Azure Grant (00:05:35):
So when there’s too much excess weight or when insulin resistance gets severe, particularly in women, it can contribute to polycystic ovarian syndrome or PCOS, which is one of the leading causes of female infertility right now, and we’ve talked about this before on the podcast, but insulin resistance can directly contribute to increases in testosterone in women leading to ovulatory dysfunction.
So one of the key ways to address that is to start with working on the insulin resistance and then hopefully get to the point where you can have a healthy ovulatory cycle. So it’s natural to have some fluctuations in insulin sensitivity across the course of a female ovulatory cycle and after ovulation to have a little bit more insulin resistance than before ovulation. But once you get on a track where you have too much excess, then you can prevent ovulation altogether. And that leads to these decreases in fertility that we see in people with PCOS.
Ben Grynol (00:06:44):
And right now when we talk about pregnancy and fertility, how many women are facing challenges in their pregnancies leading into them as far as miscarriages go and as far as having healthy pregnancies?
Azure Grant (00:07:00):
So it’s a difficult question in part. So we’re dealing with two issues that contribute to, in particular, female difficulties in getting pregnant and staying pregnant. And one is that overweight and obesity, it is so common and does decrease fertility rate. Another one is simply that people are having kids at an older age now and that both negatively impacts sperm quality, thinking paternal age over 40. And then for women, geriatric pregnancy is considered anything over 35.
So this is part of a multi-decade trend, but ever since around the ’80s, the rate of pregnancies in the latter half of the 30s has been going up and up and up and along with that increased risk of metabolic problems and increased risk of pregnancy complications generally. So as far as how many people does this impact, I don’t actually know the combined rate of pregnancy complications across all those different factors, but I think of usually age and metabolic function as interacting to negatively impact pregnancy outcomes.
Ben Grynol (00:08:18):
And we know that different biomarkers do contribute to the health of a pregnancy, health of things like sperm quality, things like cortisol make a big impact, things like glucose, things like insulin. As soon as we take all these biomarkers into account, you start to realize the importance of creating this foundation and building it up as you’re thinking through family planning.
It’s not like snap your fingers, flip the switch, and all of a sudden it’s easy to get pregnant or to have a healthy pregnancy. If somebody isn’t getting high sleep quality, as one factor, or getting enough exercise or eating well, all of these factors contribute to having biomarkers that might be out of fluctuation from where you would want to have a steady state as far as a benchmark goes. So it’s one of those things where it’s almost like if you are in a state where you are wanting to start a family or maybe you’ve already got a family, you want to have another child.
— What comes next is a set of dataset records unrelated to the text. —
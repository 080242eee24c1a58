use std::io;
use std::net::IpAddr;
use thiserror::Error;

/// A probing engine error result.
pub type Result<T> = std::result::Result<T, Error>;

/// A probing engine error.
#[derive(Error, Debug)]
pub enum Error {
    #[error("unable to bind {family} ICMP socket: {source} (running as root?)")]
    Bind {
        family: IcmpFamily,
        #[source]
        source: io::Error,
    },
    #[error("no ICMP socket available for target {0}")]
    FamilyUnavailable(IpAddr),
    #[error("invalid payload size: {0}")]
    InvalidPayloadSize(usize),
    #[error("invalid IPv4 header length: {0}")]
    InvalidIpv4Header(u8),
    #[error("packet error: {0}")]
    Packet(#[from] trippy_packet::error::Error),
    #[error("probing engine already started")]
    AlreadyStarted,
    #[error("IO error: {0}")]
    Io(#[from] io::Error),
}

impl Error {
    /// Is this a failure to acquire the engine's sockets?
    #[must_use]
    pub const fn is_bind(&self) -> bool {
        matches!(self, Self::Bind { .. })
    }
}

/// The ICMP address family.
#[derive(Debug, Clone, Copy, PartialEq, Eq, Hash)]
pub enum IcmpFamily {
    V4,
    V6,
}

impl IcmpFamily {
    #[must_use]
    pub const fn of(addr: IpAddr) -> Self {
        match addr {
            IpAddr::V4(_) => Self::V4,
            IpAddr::V6(_) => Self::V6,
        }
    }
}

impl std::fmt::Display for IcmpFamily {
    fn fmt(&self, f: &mut std::fmt::Formatter<'_>) -> std::fmt::Result {
        match self {
            Self::V4 => write!(f, "IPv4"),
            Self::V6 => write!(f, "IPv6"),
        }
    }
}
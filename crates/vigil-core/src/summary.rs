use crate::constants::{SUMMARY_CRITICAL_LOSS_PCT, SUMMARY_WARN_LOSS_PCT};
use crate::registry::TargetRegistry;
use crate::report::Reporter;
use crate::stats::StatsStore;
use crate::types::{HostStats, Severity};
use chrono::{DateTime, FixedOffset};
use tracing::instrument;

/// The end of run loss report for a single target.
#[derive(Debug, Clone, PartialEq)]
pub struct SummaryLine {
    pub name: String,
    pub stats: HostStats,
    /// Lifetime loss percentage (0..=100).
    pub loss: f32,
    pub severity: Severity,
}

impl SummaryLine {
    #[must_use]
    pub fn describe(&self) -> String {
        format!(
            "{} loss {:.2}% [{}/{}]",
            self.name, self.loss, self.stats.received, self.stats.sent
        )
    }
}

/// The end of run loss report.
#[derive(Debug, Clone, PartialEq)]
pub struct Summary {
    pub start: DateTime<FixedOffset>,
    pub end: DateTime<FixedOffset>,
    /// The reported targets, in registration order.
    pub lines: Vec<SummaryLine>,
    /// Did any target lose any probe?
    pub any_loss: bool,
}

impl Summary {
    /// Build the summary from the final stats.
    ///
    /// Targets which never sent a probe are omitted, as are targets without
    /// loss when `ignore_no_loss` is set.  A target which sent probes but
    /// never received a reply has lost everything.
    #[instrument(skip(registry, stats), level = "debug")]
    #[must_use]
    pub fn compute(
        registry: &TargetRegistry,
        stats: &StatsStore,
        ignore_no_loss: bool,
        start: DateTime<FixedOffset>,
        end: DateTime<FixedOffset>,
    ) -> Self {
        let mut any_loss = false;
        let mut lines = vec![];
        for target in registry.targets() {
            let Ok(host) = stats.snapshot(target.id()) else {
                continue;
            };
            if host.sent == 0 {
                continue;
            }
            let loss = host.loss_percent().unwrap_or(100.0);
            let lossless = host.received >= host.sent;
            any_loss |= !lossless;
            if ignore_no_loss && lossless {
                continue;
            }
            lines.push(SummaryLine {
                name: target.name().to_string(),
                stats: host,
                loss,
                severity: classify(loss),
            });
        }
        Self {
            start,
            end,
            lines,
            any_loss,
        }
    }

    /// Write the summary to the console.
    pub fn render(&self, reporter: &mut Reporter) {
        let start = reporter.format_timestamp(&self.start);
        let end = reporter.format_timestamp(&self.end);
        reporter.line(Severity::Ok, &format!("summary from {start} to {end}"));
        for line in &self.lines {
            reporter.line(line.severity, &line.describe());
        }
        if !self.any_loss {
            reporter.line(Severity::Ok, "no packet loss observed on any target");
        }
    }
}

/// Classify a lifetime loss percentage.
#[must_use]
pub fn classify(loss: f32) -> Severity {
    if loss > SUMMARY_CRITICAL_LOSS_PCT {
        Severity::Critical
    } else if loss > SUMMARY_WARN_LOSS_PCT {
        Severity::Warn
    } else {
        Severity::Ok
    }
}
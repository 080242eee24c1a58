use crossterm::style::Stylize;
use crossterm::tty::IsTty;
use std::io::{self, Write};
use tracing::debug;
use vigil_core::{ConsoleSink, Severity};

/// Writes event lines to stdout, colored by severity when stdout is a terminal.
#[derive(Debug, Clone, Copy)]
pub struct Console {
    color: bool,
}

impl Console {
    pub fn new() -> Self {
        Self {
            color: io::stdout().is_tty(),
        }
    }
}

impl ConsoleSink for Console {
    fn write_line(&mut self, severity: Severity, line: &str) {
        let mut stdout = io::stdout().lock();
        let written = if self.color {
            match severity {
                Severity::Ok => writeln!(stdout, "{}", line.green()),
                Severity::Warn => writeln!(stdout, "{}", line.yellow()),
                Severity::Critical => writeln!(stdout, "{}", line.red()),
            }
        } else {
            writeln!(stdout, "{line}")
        };
        if let Err(err) = written.and_then(|()| stdout.flush()) {
            debug!(%err, "console write failed");
        }
    }
}
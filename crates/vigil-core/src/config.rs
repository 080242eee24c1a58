use crate::error::{Error, Result};
use std::fmt::Write;
use std::time::Duration;

/// Default values for configuration.
pub mod defaults {
    use std::time::Duration;

    /// The default value for `report-interval`.
    pub const DEFAULT_REPORT_INTERVAL: Duration = Duration::from_secs(5);

    /// The default value for `tolerance`.
    pub const DEFAULT_TOLERANCE: bool = false;

    /// The default value for `summary`.
    pub const DEFAULT_SUMMARY: bool = true;

    /// The default value for `ignore-no-loss`.
    pub const DEFAULT_IGNORE_NO_LOSS: bool = true;

    /// The default value for `syslog`.
    pub const DEFAULT_LOG_SINK: bool = false;

    /// The default value for `date-format`.
    pub const DEFAULT_DATE_FORMAT: &str = "%Y-%m-%d %H:%M:%S";
}

/// The read-only configuration consumed by the monitor.
#[derive(Debug, Clone, PartialEq, Eq)]
pub struct MonitorConfig {
    /// How often the probing engine is sampled.
    pub report_interval: Duration,
    /// Ignore a single lost probe per interval for a target that is up.
    pub tolerance: bool,
    /// Print a loss summary on shutdown.
    pub summary: bool,
    /// Omit targets without any loss from the summary.
    pub ignore_no_loss: bool,
    /// The `chrono` format string used for timestamps.
    pub date_format: String,
    /// Forward events to the log sink.
    pub log_sink: bool,
}

impl Default for MonitorConfig {
    fn default() -> Self {
        Self {
            report_interval: defaults::DEFAULT_REPORT_INTERVAL,
            tolerance: defaults::DEFAULT_TOLERANCE,
            summary: defaults::DEFAULT_SUMMARY,
            ignore_no_loss: defaults::DEFAULT_IGNORE_NO_LOSS,
            date_format: String::from(defaults::DEFAULT_DATE_FORMAT),
            log_sink: defaults::DEFAULT_LOG_SINK,
        }
    }
}

/// Check that `format` is a usable `chrono` format string.
///
/// `chrono` only reports a bad format specifier when the formatted value is
/// written, so the format is rendered once against a fixed timestamp.
pub fn validate_date_format(format: &str) -> Result<()> {
    let sample = chrono::DateTime::<chrono::Utc>::UNIX_EPOCH;
    let mut buf = String::new();
    write!(buf, "{}", sample.format(format))
        .map_err(|_| Error::BadDateFormat(format.to_string()))
}
use crate::error::{Error, Result};
use crate::types::{IntervalMetrics, Severity, TargetId};
use tracing::instrument;

/// The displayed liveness of a single target.
#[derive(Debug, Clone, Copy, PartialEq, Eq)]
pub struct LivenessRecord {
    /// Was the target up as of the last displayed interval?
    pub is_alive: bool,
    /// Has any state been displayed for this target yet?
    pub displayed: bool,
}

impl LivenessRecord {
    /// The state of a target before the first sample is seen.
    ///
    /// Targets start optimistically `Up`, but undisplayed, so the first real
    /// sample always produces an event.
    pub const INITIAL: Self = Self {
        is_alive: true,
        displayed: false,
    };

    #[must_use]
    pub const fn state(&self) -> LivenessState {
        if self.is_alive {
            LivenessState::Up
        } else {
            LivenessState::Down
        }
    }
}

impl Default for LivenessRecord {
    fn default() -> Self {
        Self::INITIAL
    }
}

/// The liveness of a target.
#[derive(Debug, Clone, Copy, PartialEq, Eq)]
pub enum LivenessState {
    Up,
    Down,
}

/// The kind of event to report for a target.
#[derive(Debug, Clone, Copy, PartialEq, Eq)]
pub enum Transition {
    /// The target answered every probe.
    Up,
    /// The target is up but some probes went unanswered.
    IncompleteReply,
    /// The target answered no probes.
    Down,
}

impl Transition {
    #[must_use]
    pub const fn severity(self) -> Severity {
        match self {
            Self::Up => Severity::Ok,
            Self::IncompleteReply => Severity::Warn,
            Self::Down => Severity::Critical,
        }
    }
}

/// An event to be reported for one target and one interval.
#[derive(Debug, Clone, Copy, PartialEq, Eq)]
pub struct Decision {
    pub transition: Transition,
    /// Probes answered in the interval.
    pub received: u64,
    /// Probes sent in the interval.
    pub sent: u64,
}

impl Decision {
    #[must_use]
    pub const fn severity(&self) -> Severity {
        self.transition.severity()
    }

    /// Describe the event for target `name`.
    ///
    /// Incomplete replies also carry the lifetime loss percentage of the
    /// target.
    #[must_use]
    pub fn describe(&self, name: &str, lifetime_loss: Option<f32>) -> String {
        let (received, sent) = (self.received, self.sent);
        match self.transition {
            Transition::Up => format!("{name} is up [{received}/{sent}]"),
            Transition::Down => format!("{name} is down [{received}/{sent}]"),
            Transition::IncompleteReply => match lifetime_loss {
                Some(loss) => {
                    format!("{name} incomplete reply [{received}/{sent}/{loss:.2}%]")
                }
                None => format!("{name} incomplete reply [{received}/{sent}/-]"),
            },
        }
    }
}

/// The outcome of evaluating one sample.
#[derive(Debug, Clone, Copy, PartialEq, Eq)]
pub enum Evaluation {
    /// An event must be reported.
    Emit(Decision),
    /// Nothing changed worth reporting.
    Quiet,
    /// The sample was absorbed by the tolerance policy.
    Tolerated,
}

/// Evaluate one interval sample against a target's record.
///
/// The record is updated to reflect the sample unless the sample is
/// tolerated, in which case the record is left untouched.
#[must_use]
pub fn evaluate(
    record: &mut LivenessRecord,
    metrics: IntervalMetrics,
    tolerance: bool,
) -> Evaluation {
    let received = metrics.received();
    let alive = received > 0;
    let lossy = received != metrics.sent;
    if tolerance && record.displayed && record.is_alive && alive && metrics.lost == 1 {
        return Evaluation::Tolerated;
    }
    let emit = !record.displayed || record.is_alive != alive || (alive && lossy);
    record.is_alive = alive;
    record.displayed = true;
    if !emit {
        return Evaluation::Quiet;
    }
    let transition = match (alive, metrics.lost) {
        (true, 0) => Transition::Up,
        (true, _) => Transition::IncompleteReply,
        (false, _) => Transition::Down,
    };
    Evaluation::Emit(Decision {
        transition,
        received,
        sent: metrics.sent,
    })
}

/// The liveness records for all targets.
#[derive(Debug, Clone)]
pub struct LivenessTable {
    records: Vec<LivenessRecord>,
    tolerance: bool,
}

impl LivenessTable {
    #[must_use]
    pub fn new(targets: usize, tolerance: bool) -> Self {
        Self {
            records: vec![LivenessRecord::INITIAL; targets],
            tolerance,
        }
    }

    /// Evaluate a sample for target `id`.
    #[instrument(skip(self), level = "trace")]
    pub fn evaluate(&mut self, id: TargetId, metrics: IntervalMetrics) -> Result<Evaluation> {
        let record = self
            .records
            .get_mut(id.index())
            .ok_or(Error::UnknownTarget(id))?;
        Ok(evaluate(record, metrics, self.tolerance))
    }

    #[must_use]
    pub fn record(&self, id: TargetId) -> Option<LivenessRecord> {
        self.records.get(id.index()).copied()
    }
}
The idea of setting that foundation and working at it, you almost have to train to get to have a healthy pregnancy for men and women. You almost have to set this foundation and say, what do I need to do as far as making certain lifestyle choices to maximize the probability of having a healthy pregnancy? And these are things where from a hormonal standpoint, why don’t we get into what happens in women’s bodies as they’re going through right before getting pregnant? What happens with things like estrogen, luteinizing hormone, progesterone, and then as that relates to glucose and insulin levels?
Azure Grant (00:09:51):
Sure. So there’s a part of the ovulatory cycle, it’s called the fertile window that has to do with when a group of follicles have developed, one follicle has been selected as kind of the winter egg, and then there’s a brief amount of time. It’s thought to be maybe a week at the outside, but maybe a little bit shorter, so people kind of think five to seven days wherein you have an egg that is about ready to be released or ovulated from the ovary, and that egg can stay alive for a couple days after it’s released and potentially be fertilized or it will just degrade. So if a person is having healthy regular ovulations, they have an opportunity to get pregnant for maybe about a week each cycle, and if they are lucky enough to get a fertilized egg and start a family, then you get a large rise in progesterone, even larger than the typical post ovulatory rise in progesterone.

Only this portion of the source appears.